Malware targeting Android “Gingerbread” uses jailbreak exploit for root access to run remote instructions
Researchers have uncovered the first malware using the “Gingerbreak” root exploit for Android 2.3, code-named “Gingerbread”.
GingerMaster, a variant of the DroidKungFu malware that appeared earlier this year, has a root exploit that gives the attacker control of the infected device, Xuxian Jiang, an associate professor at North Carolina State University’s department of computer science, wrote in a blog post. NC State researchers worked with mobile security vendor NetQin and discovered that GingerMaster wrapped malicious code around a jailbreak exploit for Android 2.3 devices.
Root Privileges Allow Communications
Once the malicious application is downloaded and installed onto the device, it gains root privileges on the computer and transmits data stored on the device to a remote server, the researchers said. The information stolen includes the user identifier, SIM card number, telephone number, IMEI number, IMSI number screen resolution and local time, according to Vanja Svajcer, a principal virus researcher in SophosLabs.
“The GingerMaster malware is repackaged into legitimate apps,” said Jiang. The applications masquerade as popular applications to encourage users to download it. The researchers also found that several mobile antivirus tools failed to detect the applications as malicious.
Svajcer analysed the application, which claims to display “Beauty of the Day” pictures. Available from a Chinese alternative Android Market, the application requested 16 different permissions from the user upon installation, including the ones to read logs, access the Internet, write to the SD card, access the file system and access owner data.

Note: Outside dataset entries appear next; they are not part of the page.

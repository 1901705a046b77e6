//! Apply pipeline: stage or persist an assembled workload.
//!
//! Two terminal outcomes:
//!
//! ```text
//! WorkloadInstance ──staging──▶ Staged  { resource }            (no store access)
//!                  └─────────▶ Applied { resource, action }     (create, else update)
//! ```
//!
//! The pipeline never retries. Retry policy belongs to whoever owns the
//! store client.

use std::future::Future;
use std::sync::Arc;

use chrono::{DateTime, Utc};
use serde::{Deserialize, Serialize};

use crate::error::PlaneError;
use crate::store::{Resource, ResourceStore, WriteAction};
use crate::workload::WorkloadInstance;

/// Outcome of a successful apply.
#[derive(Debug, Clone, PartialEq, Serialize, Deserialize)]
#[serde(tag = "outcome", rename_all = "snake_case")]
pub enum ApplyResult {
    /// Rendered only; the store was not contacted.
    Staged { resource: Resource },
    /// Written to the store.
    Applied {
        resource: Resource,
        action: WriteAction,
        applied_at: DateTime<Utc>,
    },
}

impl ApplyResult {
    /// The rendered resource, whichever the outcome.
    pub fn resource(&self) -> &Resource {
        match self {
            Self::Staged { resource } | Self::Applied { resource, .. } => resource,
        }
    }

    pub fn is_staged(&self) -> bool {
        matches!(self, Self::Staged { .. })
    }
}

/// Stages or applies workload instances against one store.
#[derive(Clone)]
pub struct ApplyPipeline {
    store: Arc<dyn ResourceStore>,
}

impl ApplyPipeline {
    pub fn new(store: Arc<dyn ResourceStore>) -> Self {
        Self { store }
    }

    /// Stage or apply `instance`, consuming it.
    pub async fn apply(&self, instance: WorkloadInstance) -> Result<ApplyResult, PlaneError> {
        let resource = instance.render();

        if instance.staging {
            log::debug!("Staged {} without touching the store", resource.key());
            return Ok(ApplyResult::Staged { resource });
        }

        let action = self
            .store
            .create_or_update(&resource)
            .await
            .map_err(|source| PlaneError::Apply {
                resource: resource.key().to_string(),
                source,
            })?;
        log::info!("{} {}", resource.key(), action);

        Ok(ApplyResult::Applied {
            resource,
            action,
            applied_at: Utc::now(),
        })
    }

    /// Like [`apply`](Self::apply), but gives up when `cancelled` completes
    /// first.
    ///
    /// Giving up mid-write is reported as [`PlaneError::Cancelled`]: the store
    /// may or may not hold the resource afterwards.
    pub async fn apply_until<F>(
        &self,
        instance: WorkloadInstance,
        cancelled: F,
    ) -> Result<ApplyResult, PlaneError>
    where
        F: Future<Output = ()>,
    {
        let resource = instance.key().to_string();
        tokio::select! {
            biased;
            result = self.apply(instance) => result,
            _ = cancelled => {
                log::warn!("Apply of {} cancelled before the store confirmed it", resource);
                Err(PlaneError::Cancelled { resource })
            }
        }
    }
}
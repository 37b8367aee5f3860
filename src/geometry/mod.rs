// SPDX-License-Identifier: Apache-2.0
// Copyright (c) 2025 Polyframe Inc.

//! Geometry module - vertices, triangles, spatial index and meshes

mod bbox;
mod mesh;
mod real;
pub mod registry;
pub mod spatial;
mod triangle;
mod vertex;

pub use bbox::BoundingBox;
pub use mesh::{AddReport, Mesh, TriangleRef};
pub use real::{format_significant, Real};
pub use registry::{Consolidation, VertexRegistry};
pub use spatial::{SpatialEntry, SpatialTree, DEFAULT_LEAF_CAPACITY};
pub use triangle::{centroid, derive_normal_area, Facet, MeshTriangle, TriangleId};
pub use vertex::Vertex;
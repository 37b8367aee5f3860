// SPDX-License-Identifier: Apache-2.0
// Copyright (c) 2025 Polyframe Inc.

//! Mesh file dialect detection

use crate::error::{Error, Result};
use std::fmt;
use std::fs::File;
use std::io::Read;
use std::path::Path;
use std::str::FromStr;

/// Bytes inspected when sniffing a `.stl` file.
const SNIFF_LEN: usize = 256;

/// Persisted mesh dialect.
#[derive(Debug, Clone, Copy, PartialEq, Eq, Hash)]
pub enum MeshFormat {
    StlAscii,
    StlBinary,
}

impl MeshFormat {
    /// Dialect for `path` from its extension; plain `.stl` is sniffed.
    ///
    /// `.stla` is ASCII and `.stlb` binary regardless of content.
    pub fn from_path(path: &Path) -> Result<Self> {
        let extension = path
            .extension()
            .and_then(|ext| ext.to_str())
            .map(|ext| ext.to_ascii_lowercase());

        match extension.as_deref() {
            Some("stla") => Ok(Self::StlAscii),
            Some("stlb") => Ok(Self::StlBinary),
            Some("stl") => Self::sniff(path),
            _ => Err(Error::UnknownFormat {
                path: path.to_path_buf(),
            }),
        }
    }

    /// Dialect for a path that may not exist yet: `.stl` is taken as binary.
    pub fn for_output(path: &Path) -> Result<Self> {
        match path.extension().and_then(|ext| ext.to_str()) {
            Some(ext) if ext.eq_ignore_ascii_case("stla") => Ok(Self::StlAscii),
            Some(ext) if ext.eq_ignore_ascii_case("stlb") || ext.eq_ignore_ascii_case("stl") => {
                Ok(Self::StlBinary)
            }
            _ => Err(Error::UnknownFormat {
                path: path.to_path_buf(),
            }),
        }
    }

    /// Read the head of the file and decide between the two dialects.
    pub fn sniff(path: &Path) -> Result<Self> {
        let mut file = File::open(path).map_err(|source| Error::FileOpen {
            path: path.to_path_buf(),
            source,
        })?;
        let mut head = Vec::with_capacity(SNIFF_LEN);
        file.by_ref().take(SNIFF_LEN as u64).read_to_end(&mut head)?;
        Ok(Self::sniff_bytes(&head))
    }

    /// ASCII when the leading token is `solid` and the head is free of NUL
    /// bytes; binary otherwise.
    pub fn sniff_bytes(head: &[u8]) -> Self {
        let text = String::from_utf8_lossy(head);
        let leading_solid = text
            .split_whitespace()
            .next()
            .is_some_and(|token| token == "solid");
        if leading_solid && !head.contains(&0) {
            Self::StlAscii
        } else {
            Self::StlBinary
        }
    }

    /// File extension used when saving.
    pub fn extension(&self) -> &'static str {
        "stl"
    }

    pub fn name(&self) -> &'static str {
        match self {
            Self::StlAscii => "stl_a",
            Self::StlBinary => "stl_b",
        }
    }
}

impl fmt::Display for MeshFormat {
    fn fmt(&self, f: &mut fmt::Formatter<'_>) -> fmt::Result {
        f.write_str(self.name())
    }
}

impl FromStr for MeshFormat {
    type Err = Error;

    fn from_str(s: &str) -> Result<Self> {
        match s.to_ascii_lowercase().as_str() {
            "stl_a" | "stla" | "ascii" => Ok(Self::StlAscii),
            "stl_b" | "stlb" | "binary" => Ok(Self::StlBinary),
            other => Err(Error::InvalidArgument(format!(
                "unknown mesh format `{}` (expected stl_a or stl_b)",
                other
            ))),
        }
    }
}

#[cfg(test)]
mod tests {
    use super::*;
    use std::io::Write;
    use tempfile::NamedTempFile;

    #[test]
    fn test_extension_mapping() {
        assert_eq!(
            MeshFormat::from_path(Path::new("part.stla")).unwrap(),
            MeshFormat::StlAscii
        );
        assert_eq!(
            MeshFormat::from_path(Path::new("PART.STLB")).unwrap(),
            MeshFormat::StlBinary
        );
        assert!(matches!(
            MeshFormat::from_path(Path::new("part.obj")),
            Err(Error::UnknownFormat { .. })
        ));
    }

    #[test]
    fn test_sniff_bytes() {
        assert_eq!(
            MeshFormat::sniff_bytes(b"  solid cube\n facet normal 0 0 1"),
            MeshFormat::StlAscii
        );
        let mut header = b"solid but binary".to_vec();
        header.resize(84, 0);
        assert_eq!(MeshFormat::sniff_bytes(&header), MeshFormat::StlBinary);
        assert_eq!(MeshFormat::sniff_bytes(b"binary header"), MeshFormat::StlBinary);
    }

    #[test]
    fn test_sniff_file() {
        let mut file = NamedTempFile::with_suffix(".stl").unwrap();
        writeln!(file, "solid model1").unwrap();
        writeln!(file, "endsolid model1").unwrap();
        assert_eq!(MeshFormat::from_path(file.path()).unwrap(), MeshFormat::StlAscii);
    }

    #[test]
    fn test_parse_names() {
        assert_eq!("stl_a".parse::<MeshFormat>().unwrap(), MeshFormat::StlAscii);
        assert_eq!("BINARY".parse::<MeshFormat>().unwrap(), MeshFormat::StlBinary);
        assert!("obj".parse::<MeshFormat>().is_err());
    }
}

Once installed, GingerMaster will also attempt to install a root shell into the system partition for later use. The malware also installs various utilities onto the partition, “supposedly to make removal more difficult” and for additional functionality, Svajcer said. Once a malicious process gets roots, “its powers are potentially unlimited”, he said.
With control over the mobile device, GingerMaster contacts the remote command-and-control server for follow-up instructions. It can download and install applications on its own without the user’s permission, Jiang found.
Money Being Made
It is “exceptionally difficult” to gauge the impact of Android malware distributed outside the official Android market, Tim Armstrong, a malware researcher at Kaspersky Lab, told eWEEK. “Due to the fact that new variants keep arriving, we can assume there is money being made, and users being infected, or the malware authors would likely move onto other platforms,” Armstrong said.
Users should avoid alternative Android Marketplaces unless they have “strong evidence” the applications are trustworthy, Svajcer recommended. Kaspersky’s Armstrong pointed out that the term “alternative markets” also includes independent Websites, forums, peer-to-peer sharing sites and even email, as users can install applications from all these sources.
More importantly, users should look at the permissions list and avoid installing applications that request more than what seems reasonably necessary. GingerMaster is an application that downloads pictures from a Website, Svajcer said, adding, “Why would it need permissions such as WRITE_USER_DATA and MOUNT_UNMOUNT_FILESYSTEMS?”
Android malware attacks have jumped by 76 percent over the past three months, making Android the most heavily attacked mobile platform, McAfee found in its latest quarterly threat report.
“The Android malware writing scene is heating up as the season of summer holidays is coming to its end. Last week, we received a record number of samples which are now waiting to be analysed in detail,” said Svajcer.
GingerMaster may compromise Android 2.2 and earlier devices with some adjustments, Jiang said. Even though Google has updated Gingerbread several times since it was released in December, many carriers have not yet updated their devices to the latest version of 2.3.3 or to 2.3.4. Jiang’s team also found other DroidKungFu variants in alternate Android application stores that used similar root exploits for earlier versions of Android.